--- What is required ---
With the first line as the start and the line containing "pub const DEADLINE_HEADER: &str" as the end, write out every line of the records exactly.

--- Source data ---

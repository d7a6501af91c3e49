//! Hosting runtime API client
//!
//! The runtime hands out one invocation at a time and expects exactly one
//! response or error document back for it.

use reqwest::Client;
use serde_json::Value as JsonValue;
use triage_core::dto::invocation::{InvocationError, InvocationResponse};

use crate::error::{ClientError, Result};
use crate::{check_status, handle_empty_response, normalize_base_url};

const API_VERSION: &str = "2018-06-01";

/// Header carrying the invocation id
pub const REQUEST_ID_HEADER: &str = "Lambda-Runtime-Aws-Request-Id";

/// Header carrying the invocation deadline in epoch milliseconds
pub const DEADLINE_HEADER: &str = "Lambda-Runtime-Deadline-Ms";

/// An invocation handed out by the runtime
#[derive(Debug, Clone)]
pub struct Invocation {
    pub request_id: String,
    /// Epoch milliseconds after which the runtime abandons the invocation
    pub deadline_ms: Option<i64>,
    /// Raw event document; decoding is the pipeline's job
    pub event: JsonValue,
}

/// HTTP client for the hosting runtime API
#[derive(Debug, Clone)]
pub struct RuntimeClient {
    base_url: String,
    client: Client,
}

impl RuntimeClient {
    pub fn new(base_url: impl Into<String>) -> Self {
        Self::with_client(base_url, Client::new())
    }

    pub fn with_client(base_url: impl Into<String>, client: Client) -> Self {
        Self {
            base_url: normalize_base_url(base_url),
            client,
        }
    }

    pub fn base_url(&self) -> &str {
        &self.base_url
    }

    /// Blocks until the runtime has an invocation for this worker
    pub async fn next_invocation(&self) -> Result<Invocation> {
        let url = format!("{}/{}/runtime/invocation/next", self.base_url, API_VERSION);
        let response = check_status(self.client.get(&url).send().await?).await?;

        let headers = response.headers();
        let request_id = headers
            .get(REQUEST_ID_HEADER)
            .and_then(|value| value.to_str().ok())
            .map(str::to_string)
            .ok_or_else(|| {
                ClientError::InvalidResponse(format!("missing {} header", REQUEST_ID_HEADER))
            })?;
        let deadline_ms = headers
            .get(DEADLINE_HEADER)
            .and_then(|value| value.to_str().ok())
            .and_then(|value| value.parse::<i64>().ok());

        let event = response
            .json::<JsonValue>()
            .await
            .map_err(|e| ClientError::ParseError(format!("Failed to parse event: {}", e)))?;

        Ok(Invocation {
            request_id,
            deadline_ms,
            event,
        })
    }

    /// Reports the result of a completed invocation
    pub async fn post_response(&self, request_id: &str, response: &InvocationResponse) -> Result<()> {
        let url = format!(
            "{}/{}/runtime/invocation/{}/response",
            self.base_url, API_VERSION, request_id
        );
        let response = self.client.post(&url).json(response).send().await?;

        handle_empty_response(response).await
    }

    /// Reports an aborted invocation
    pub async fn post_error(&self, request_id: &str, error: &InvocationError) -> Result<()> {
        let url = format!(
            "{}/{}/runtime/invocation/{}/error",
            self.base_url, API_VERSION, request_id
        );
        let response = self.client.post(&url).json(error).send().await?;

        handle_empty_response(response).await
    }
}
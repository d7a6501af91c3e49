//! Stream event DTOs
//!
//! The envelope delivered by the stream trigger, and the batch decoder that
//! turns it into a [`LogBatch`].

use base64::Engine as _;
use base64::engine::general_purpose::STANDARD;
use serde::{Deserialize, Serialize};
use serde_json::Value;
use sha2::{Digest, Sha256};

use crate::domain::log::{LogBatch, LogEntry};
use crate::error::DecodeError;

/// A batch of stream records handed to one invocation
#[derive(Debug, Clone, Default, Serialize, Deserialize)]
pub struct StreamEvent {
    #[serde(rename = "Records", default)]
    pub records: Vec<StreamRecord>,
}

/// One record of a stream event
#[derive(Debug, Clone, Serialize, Deserialize)]
pub struct StreamRecord {
    #[serde(rename = "eventID", default, skip_serializing_if = "Option::is_none")]
    pub event_id: Option<String>,
    #[serde(
        rename = "eventSourceARN",
        default,
        skip_serializing_if = "Option::is_none"
    )]
    pub event_source_arn: Option<String>,
    pub kinesis: RecordPayload,
}

/// Transport payload of a record
#[derive(Debug, Clone, Serialize, Deserialize)]
#[serde(rename_all = "camelCase")]
pub struct RecordPayload {
    /// Base64-encoded UTF-8 JSON document
    pub data: String,
    #[serde(default, skip_serializing_if = "Option::is_none")]
    pub partition_key: Option<String>,
    #[serde(default, skip_serializing_if = "Option::is_none")]
    pub sequence_number: Option<String>,
}

/// Idempotency key identifying one delivered batch
#[derive(Debug, Clone, PartialEq, Eq, Hash, Serialize, Deserialize)]
pub struct BatchKey(String);

impl BatchKey {
    pub fn as_str(&self) -> &str {
        &self.0
    }
}

impl std::fmt::Display for BatchKey {
    fn fmt(&self, f: &mut std::fmt::Formatter<'_>) -> std::fmt::Result {
        f.write_str(&self.0)
    }
}

impl StreamRecord {
    /// Encodes an entry the way a producer puts it on the stream
    pub fn from_entry(entry: &LogEntry, partition_key: impl Into<String>) -> Self {
        let document = serde_json::json!({ "message": entry.message });
        Self {
            event_id: None,
            event_source_arn: None,
            kinesis: RecordPayload {
                data: STANDARD.encode(document.to_string()),
                partition_key: Some(partition_key.into()),
                sequence_number: None,
            },
        }
    }

    /// Decodes base64 → UTF-8 → JSON → `message`
    pub fn decode(&self, index: usize) -> Result<LogEntry, DecodeError> {
        let bytes = STANDARD
            .decode(self.kinesis.data.as_bytes())
            .map_err(|source| DecodeError::Base64 { index, source })?;

        let text = String::from_utf8(bytes).map_err(|source| DecodeError::Utf8 { index, source })?;

        let document: Value =
            serde_json::from_str(&text).map_err(|source| DecodeError::Json { index, source })?;

        match document.get("message") {
            Some(Value::String(message)) => Ok(LogEntry::new(message.clone())),
            _ => Err(DecodeError::MissingMessage { index }),
        }
    }

    fn identity(&self) -> &str {
        self.event_id.as_deref().unwrap_or(&self.kinesis.data)
    }
}

impl StreamEvent {
    /// Reads the envelope from a raw event document
    pub fn from_value(document: Value) -> Result<Self, DecodeError> {
        serde_json::from_value(document).map_err(DecodeError::Envelope)
    }

    /// Builds an event from entries, one record per entry
    pub fn from_entries<'a>(
        entries: impl IntoIterator<Item = &'a LogEntry>,
        partition_key: &str,
    ) -> Self {
        Self {
            records: entries
                .into_iter()
                .map(|entry| StreamRecord::from_entry(entry, partition_key))
                .collect(),
        }
    }

    /// Decodes every record in delivery order
    ///
    /// The first malformed record fails the whole batch.
    pub fn decode_batch(&self) -> Result<LogBatch, DecodeError> {
        if self.records.is_empty() {
            return Err(DecodeError::EmptyBatch);
        }

        self.records
            .iter()
            .enumerate()
            .map(|(index, record)| record.decode(index))
            .collect()
    }

    /// SHA-256 over record identities (event id, or raw payload when absent)
    pub fn batch_key(&self) -> BatchKey {
        let mut hasher = Sha256::new();
        for (position, record) in self.records.iter().enumerate() {
            if position > 0 {
                hasher.update(b"\n");
            }
            hasher.update(record.identity().as_bytes());
        }

        let digest = hasher.finalize();
        BatchKey(digest.iter().map(|byte| format!("{byte:02x}")).collect())
    }
}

--- Output below ---
repository d7a6501af91c3e49
//! Hosting runtime API client
//!
//! The runtime hands out one invocation at a time and expects exactly one
//! response or error document back for it.

use reqwest::Client;
use serde_json::Value as JsonValue;
use triage_core::dto::invocation::{InvocationError, InvocationResponse};

use crate::error::{ClientError, Result};
use crate::{check_status, handle_empty_response, normalize_base_url};

const API_VERSION: &str = "2018-06-01";

/// Header carrying the invocation id
pub const REQUEST_ID_HEADER: &str = "Lambda-Runtime-Aws-Request-Id";

/// Header carrying the invocation deadline in epoch milliseconds
pub const DEADLINE_HEADER: &str = "Lambda-Runtime-Deadline-Ms";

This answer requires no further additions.